Assignment:
Read through the entries below and copy each line where "disk" turns up.

Saved entries:
※
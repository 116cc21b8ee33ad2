use std::collections::HashMap;
use std::sync::atomic::{AtomicBool, AtomicUsize, Ordering};

use gear5tv_common::{Error, Result};
use parking_lot::RwLock;

use super::KeyValueStore;

/// In-process store, used when nothing should touch disk.
#[derive(Debug, Default)]
pub struct MemoryStore {
    values: RwLock<HashMap<String, String>>,
    fail_writes: AtomicBool,
    writes: AtomicUsize,
}

impl MemoryStore {
    pub fn new() -> Self {
        Self::default()
    }

    /// Seed a raw value, bypassing the failure switch.
    pub fn with_value(key: &str, value: &str) -> Self {
        let store = Self::default();
        store.values.write().insert(key.to_string(), value.to_string());
        store
    }

    /// Make every subsequent `set` fail (quota exceeded, disk full).
    pub fn set_fail_writes(&self, fail: bool) {
        self.fail_writes.store(fail, Ordering::SeqCst);
    }

    /// Number of successful `set` calls.
    pub fn write_count(&self) -> usize {
        self.writes.load(Ordering::SeqCst)
    }

    /// Raw value under `key`.
    pub fn raw(&self, key: &str) -> Option<String> {
        self.values.read().get(key).cloned()
    }

    fn check_writable(&self) -> Result<()> {
        if self.fail_writes.load(Ordering::SeqCst) {
            return Err(Error::storage("store is not writable"));
        }
        Ok(())
    }
}

impl KeyValueStore for MemoryStore {
    fn get(&self, key: &str) -> Result<Option<String>> {
        Ok(self.raw(key))
    }

    fn set(&self, key: &str, value: &str) -> Result<()> {
        self.check_writable()?;
        self.values.write().insert(key.to_string(), value.to_string());
        self.writes.fetch_add(1, Ordering::SeqCst);
        Ok(())
    }
}

#[cfg(test)]
mod tests {
    use super::*;

    #[test]
    fn test_round_trip_and_counts() {
        let store = MemoryStore::new();
        assert_eq!(store.get("a").unwrap(), None);
        store.set("a", "1").unwrap();
        assert_eq!(store.get("a").unwrap().as_deref(), Some("1"));
        store.set("a", "2").unwrap();
        assert_eq!(store.write_count(), 2);
    }

    #[test]
    fn test_failing_writes() {
        let store = MemoryStore::with_value("a", "old");
        store.set_fail_writes(true);
        assert!(matches!(store.set("a", "new"), Err(Error::Storage(_))));
        assert_eq!(store.raw("a").as_deref(), Some("old"));
        assert_eq!(store.write_count(), 0);
    }
}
※
Result:
/// In-process store, used when nothing should touch disk.
    /// Make every subsequent `set` fail (quota exceeded, disk full).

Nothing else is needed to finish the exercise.